Return the records below character for character.

Recorded data:
──────────

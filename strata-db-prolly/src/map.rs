//! The immutable, content-addressed ordered map.

use crate::cursor::Cursor;
use crate::diff::{Diff, TreeDiffer};
use crate::error::{Error, Result};
use crate::mutable_map::MutableMap;
use crate::node::Node;
use crate::range::{Cut, Range};
use std::cmp::Ordering;
use std::sync::Arc;
use strata_db_core::{Cancellation, Hash, NodeStore, Tuple, TupleDescriptor};

/// An immutable ordered map of tuples backed by a prolly tree.
///
/// A map's identity is exactly its root hash: two maps with the same root
/// are observably identical. Maps are cheap to clone and freely shared;
/// mutation goes through [`Map::mutate`] and produces a new map, leaving
/// this one untouched.
#[derive(Debug, Clone)]
pub struct Map {
    root: Node,
    root_hash: Hash,
    key_desc: TupleDescriptor,
    val_desc: TupleDescriptor,
    store: Arc<dyn NodeStore>,
}

impl Map {
    /// Create an empty map, writing the canonical empty leaf to the store.
    pub async fn new_empty(
        store: Arc<dyn NodeStore>,
        key_desc: TupleDescriptor,
        val_desc: TupleDescriptor,
    ) -> Result<Map> {
        let root = Node::empty_leaf();
        let root_hash = store.write(root.encode()?, &Cancellation::new()).await?;
        Ok(Map {
            root,
            root_hash,
            key_desc,
            val_desc,
            store,
        })
    }

    /// Load a map from an existing root hash.
    pub async fn load(
        store: Arc<dyn NodeStore>,
        root_hash: Hash,
        key_desc: TupleDescriptor,
        val_desc: TupleDescriptor,
        cancel: &Cancellation,
    ) -> Result<Map> {
        let root = Node::decode(store.read(root_hash, cancel).await?)?;
        Ok(Map {
            root,
            root_hash,
            key_desc,
            val_desc,
            store,
        })
    }

    pub(crate) fn from_parts(
        root: Node,
        root_hash: Hash,
        key_desc: TupleDescriptor,
        val_desc: TupleDescriptor,
        store: Arc<dyn NodeStore>,
    ) -> Map {
        Map {
            root,
            root_hash,
            key_desc,
            val_desc,
            store,
        }
    }

    /// Number of key-value pairs.
    pub fn count(&self) -> u64 {
        self.root.tree_count()
    }

    /// The root hash identifying this map.
    pub fn hash_of(&self) -> Hash {
        self.root_hash
    }

    pub fn key_desc(&self) -> &TupleDescriptor {
        &self.key_desc
    }

    pub fn val_desc(&self) -> &TupleDescriptor {
        &self.val_desc
    }

    /// Both tuple schemas: `(key descriptor, value descriptor)`.
    pub fn descriptors(&self) -> (&TupleDescriptor, &TupleDescriptor) {
        (&self.key_desc, &self.val_desc)
    }

    pub(crate) fn root_node(&self) -> &Node {
        &self.root
    }

    pub(crate) fn store_arc(&self) -> Arc<dyn NodeStore> {
        Arc::clone(&self.store)
    }

    pub(crate) fn store_ref(&self) -> &dyn NodeStore {
        self.store.as_ref()
    }

    /// Look up `key` and pass the pair (or `None`) to `cb`.
    pub async fn get<T>(
        &self,
        key: &Tuple,
        cancel: &Cancellation,
        cb: impl FnOnce(Option<(&[u8], &[u8])>) -> T,
    ) -> Result<T> {
        cancel.check().map_err(Error::Core)?;
        let cursor = Cursor::seek(
            self.store.as_ref(),
            &self.key_desc,
            self.root.clone(),
            key.as_bytes(),
            cancel,
        )
        .await?;
        let hit = cursor.compare_key(key.as_bytes()) == Some(Ordering::Equal);
        if hit {
            match (cursor.current_key(), cursor.current_value()) {
                (Some(k), Some(v)) => Ok(cb(Some((k, v)))),
                _ => Err(Error::invariant("valid cursor lost its pair")),
            }
        } else {
            Ok(cb(None))
        }
    }

    /// True if `key` is present.
    pub async fn has(&self, key: &Tuple, cancel: &Cancellation) -> Result<bool> {
        self.get(key, cancel, |pair| pair.is_some()).await
    }

    /// Iterate the whole map in ascending key order.
    pub async fn iter_all(&self, cancel: &Cancellation) -> Result<MapIter<'_>> {
        self.iter_range(Range::all(), cancel).await
    }

    /// Iterate a bounded range in either direction.
    pub async fn iter_range(&self, range: Range, cancel: &Cancellation) -> Result<MapIter<'_>> {
        let cursor = self.position_cursor(&range, cancel).await?;
        Ok(MapIter {
            key_desc: &self.key_desc,
            cursor,
            range,
            cancel: cancel.clone(),
            done: false,
        })
    }

    /// Begin staging mutations against this map.
    pub fn mutate(self) -> MutableMap {
        MutableMap::new(self)
    }

    /// Structural differ from `self` to `other`.
    pub async fn differ<'a>(
        &'a self,
        other: &'a Map,
        cancel: &Cancellation,
    ) -> Result<TreeDiffer<'a>> {
        if self.key_desc != other.key_desc {
            return Err(Error::invariant("diffed maps have different key schemas"));
        }
        TreeDiffer::from_maps(self, other, cancel).await
    }

    /// Stream the differences from `self` to `other` into `cb`, in key
    /// order. Shared subtrees are pruned without reading them.
    pub async fn diff(
        &self,
        other: &Map,
        cancel: &Cancellation,
        mut cb: impl FnMut(Diff) -> Result<()>,
    ) -> Result<()> {
        let mut differ = self.differ(other, cancel).await?;
        while let Some(diff) = differ.next().await? {
            cancel.check().map_err(Error::Core)?;
            cb(diff)?;
        }
        Ok(())
    }

    async fn position_cursor(&self, range: &Range, cancel: &Cancellation) -> Result<Cursor<'_>> {
        let store = self.store.as_ref();
        let kd = &self.key_desc;
        let root = self.root.clone();
        if !range.reverse {
            match &range.start {
                Cut::Unbound => Cursor::at_start(store, kd, root, cancel).await,
                Cut::Inclusive(k) => Cursor::seek(store, kd, root, k.as_bytes(), cancel).await,
                Cut::Exclusive(k) => {
                    let mut cur = Cursor::seek(store, kd, root, k.as_bytes(), cancel).await?;
                    if cur.compare_key(k.as_bytes()) == Some(Ordering::Equal) {
                        cur.advance().await?;
                    }
                    Ok(cur)
                }
            }
        } else {
            match &range.start {
                Cut::Unbound => Cursor::at_end(store, kd, root, cancel).await,
                Cut::Inclusive(k) => {
                    let mut cur = Cursor::seek(store, kd, root, k.as_bytes(), cancel).await?;
                    if cur.compare_key(k.as_bytes()) != Some(Ordering::Equal) {
                        // landed past the bound (or past-end): step back
                        cur.retreat().await?;
                    }
                    Ok(cur)
                }
                Cut::Exclusive(k) => {
                    let mut cur = Cursor::seek(store, kd, root, k.as_bytes(), cancel).await?;
                    // seek lands at the first key >= bound; the origin is
                    // the last key strictly before it
                    cur.retreat().await?;
                    Ok(cur)
                }
            }
        }
    }
}

/// Streaming iterator over a [`Map`] range.
#[derive(Debug)]
pub struct MapIter<'a> {
    key_desc: &'a TupleDescriptor,
    cursor: Cursor<'a>,
    range: Range,
    cancel: Cancellation,
    done: bool,
}

impl MapIter<'_> {
    /// The next pair, or `None` once the range is exhausted.
    pub async fn next(&mut self) -> Result<Option<(Tuple, Tuple)>> {
        self.cancel.check().map_err(Error::Core)?;
        if self.done || !self.cursor.valid() {
            self.done = true;
            return Ok(None);
        }
        let Some((k, v)) = self.cursor.current_pair() else {
            self.done = true;
            return Ok(None);
        };
        if !self.range.within_stop(self.key_desc, &k) {
            self.done = true;
            return Ok(None);
        }
        if self.range.reverse {
            self.cursor.retreat().await?;
        } else {
            self.cursor.advance().await?;
        }
        Ok(Some((Tuple::from_bytes(k), Tuple::from_bytes(v))))
    }
}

──────────

Response:
filename strata-db-prolly/src/map.rs
//! The immutable, content-addressed ordered map.

use crate::cursor::Cursor;
use crate::diff::{Diff, TreeDiffer};
use crate::error::{Error, Result};
use crate::mutable_map::MutableMap;
use crate::node::Node;
use crate::range::{Cut, Range};
use std::cmp::Ordering;
use std::sync::Arc;
use strata_db_core::{Cancellation, Hash, NodeStore, Tuple, TupleDescriptor};

/// An immutable ordered map of tuples backed by a prolly tree.
///
/// A map's identity is exactly its root hash: two maps with the same root
/// are observably identical. Maps are cheap to clone and freely shared;
/// mutation goes through [`Map::mutate`] and produces a new map, leaving
/// this one untouched.
#[derive(Debug, Clone)]
pub struct Map {
    root: Node,
    root_hash: Hash,
    key_desc: TupleDescriptor,
    val_desc: TupleDescriptor,
    store: Arc<dyn NodeStore>,
}

impl Map {
    /// Create an empty map, writing the canonical empty leaf to the store.
    pub async fn new_empty(
        store: Arc<dyn NodeStore>,
        key_desc: TupleDescriptor,
        val_desc: TupleDescriptor,
    ) -> Result<Map> {
        let root = Node::empty_leaf();
        let root_hash = store.write(root.encode()?, &Cancellation::new()).await?;
        Ok(Map {
            root,
            root_hash,
            key_desc,
            val_desc,
            store,
        })
    }

    /// Load a map from an existing root hash.
    pub async fn load(
        store: Arc<dyn NodeStore>,
        root_hash: Hash,
        key_desc: TupleDescriptor,
        val_desc: TupleDescriptor,
        cancel: &Cancellation,
    ) -> Result<Map> {
        let root = Node::decode(store.read(root_hash, cancel).await?)?;
        Ok(Map {
            root,
            root_hash,
            key_desc,
            val_desc,
            store,
        })
    }

    pub(crate) fn from_parts(
        root: Node,
        root_hash: Hash,
        key_desc: TupleDescriptor,
        val_desc: TupleDescriptor,
        store: Arc<dyn NodeStore>,
    ) -> Map {
        Map {
            root,
            root_hash,
            key_desc,
            val_desc,
            store,
        }
    }

    /// Number of key-value pairs.
    pub fn count(&self) -> u64 {
        self.root.tree_count()
    }

    /// The root hash identifying this map.
    pub fn hash_of(&self) -> Hash {
        self.root_hash
    }

    pub fn key_desc(&self) -> &TupleDescriptor {
        &self.key_desc
    }

    pub fn val_desc(&self) -> &TupleDescriptor {
        &self.val_desc
    }

    /// Both tuple schemas: `(key descriptor, value descriptor)`.
    pub fn descriptors(&self) -> (&TupleDescriptor, &TupleDescriptor) {
        (&self.key_desc, &self.val_desc)
    }

    pub(crate) fn root_node(&self) -> &Node {
        &self.root
    }

    pub(crate) fn store_arc(&self) -> Arc<dyn NodeStore> {
        Arc::clone(&self.store)
    }

    pub(crate) fn store_ref(&self) -> &dyn NodeStore {
        self.store.as_ref()
    }

    /// Look up `key` and pass the pair (or `None`) to `cb`.
    pub async fn get<T>(
        &self,
        key: &Tuple,
        cancel: &Cancellation,
        cb: impl FnOnce(Option<(&[u8], &[u8])>) -> T,
    ) -> Result<T> {
        cancel.check().map_err(Error::Core)?;
        let cursor = Cursor::seek(
            self.store.as_ref(),
            &self.key_desc,
            self.root.clone(),
            key.as_bytes(),
            cancel,
        )
        .await?;
        let hit = cursor.compare_key(key.as_bytes()) == Some(Ordering::Equal);
        if hit {
            match (cursor.current_key(), cursor.current_value()) {
                (Some(k), Some(v)) => Ok(cb(Some((k, v)))),
                _ => Err(Error::invariant("valid cursor lost its pair")),
            }
        } else {
            Ok(cb(None))
        }
    }

    /// True if `key` is present.
    pub async fn has(&self, key: &Tuple, cancel: &Cancellation) -> Result<bool> {
        self.get(key, cancel, |pair| pair.is_some()).await
    }

    /// Iterate the whole map in ascending key order.
    pub async fn iter_all(&self, cancel: &Cancellation) -> Result<MapIter<'_>> {
        self.iter_range(Range::all(), cancel).await
    }

    /// Iterate a bounded range in either direction.
    pub async fn iter_range(&self, range: Range, cancel: &Cancellation) -> Result<MapIter<'_>> {
        let cursor = self.position_cursor(&range, cancel).await?;
        Ok(MapIter {
            key_desc: &self.key_desc,
            cursor,
            range,
            cancel: cancel.clone(),
            done: false,
        })
    }

    /// Begin staging mutations against this map.
    pub fn mutate(self) -> MutableMap {
        MutableMap::new(self)
    }

    /// Structural differ from `self` to `other`.
    pub async fn differ<'a>(
        &'a self,
        other: &'a Map,
        cancel: &Cancellation,
    ) -> Result<TreeDiffer<'a>> {
        if self.key_desc != other.key_desc {
            return Err(Error::invariant("diffed maps have different key schemas"));
        }
        TreeDiffer::from_maps(self, other, cancel).await
    }

    /// Stream the differences from `self` to `other` into `cb`, in key
    /// order. Shared subtrees are pruned without reading them.
    pub async fn diff(
        &self,
        other: &Map,
        cancel: &Cancellation,
        mut cb: impl FnMut(Diff) -> Result<()>,
    ) -> Result<()> {
        let mut differ = self.differ(other, cancel).await?;
        while let Some(diff) = differ.next().await? {
            cancel.check().map_err(Error::Core)?;
            cb(diff)?;
        }
        Ok(())
    }

    async fn position_cursor(&self, range: &Range, cancel: &Cancellation) -> Result<Cursor<'_>> {
        let store = self.store.as_ref();
        let kd = &self.key_desc;
        let root = self.root.clone();
        if !range.reverse {
            match &range.start {
                Cut::Unbound => Cursor::at_start(store, kd, root, cancel).await,
                Cut::Inclusive(k) => Cursor::seek(store, kd, root, k.as_bytes(), cancel).await,
                Cut::Exclusive(k) => {
                    let mut cur = Cursor::seek(store, kd, root, k.as_bytes(), cancel).await?;
                    if cur.compare_key(k.as_bytes()) == Some(Ordering::Equal) {
                        cur.advance().await?;
                    }
                    Ok(cur)
                }
            }
        } else {
            match &range.start {
                Cut::Unbound => Cursor::at_end(store, kd, root, cancel).await,
                Cut::Inclusive(k) => {
                    let mut cur = Cursor::seek(store, kd, root, k.as_bytes(), cancel).await?;
                    if cur.compare_key(k.as_bytes()) != Some(Ordering::Equal) {
                        // landed past the bound (or past-end): step back
                        cur.retreat().await?;
                    }
                    Ok(cur)
                }
                Cut::Exclusive(k) => {
                    let mut cur = Cursor::seek(store, kd, root, k.as_bytes(), cancel).await?;
                    // seek lands at the first key >= bound; the origin is
                    // the last key strictly before it
                    cur.retreat().await?;
                    Ok(cur)
                }
            }
        }
    }
}

/// Streaming iterator over a [`Map`] range.
#[derive(Debug)]
pub struct MapIter<'a> {
    key_desc: &'a TupleDescriptor,
    cursor: Cursor<'a>,
    range: Range,
    cancel: Cancellation,
    done: bool,
}

impl MapIter<'_> {
    /// The next pair, or `None` once the range is exhausted.
    pub async fn next(&mut self) -> Result<Option<(Tuple, Tuple)>> {
        self.cancel.check().map_err(Error::Core)?;
        if self.done || !self.cursor.valid() {
            self.done = true;
            return Ok(None);
        }
        let Some((k, v)) = self.cursor.current_pair() else {
            self.done = true;
            return Ok(None);
        };
        if !self.range.within_stop(self.key_desc, &k) {
            self.done = true;
            return Ok(None);
        }
        if self.range.reverse {
            self.cursor.retreat().await?;
        } else {
            self.cursor.advance().await?;
        }
        Ok(Some((Tuple::from_bytes(k), Tuple::from_bytes(v))))
    }
}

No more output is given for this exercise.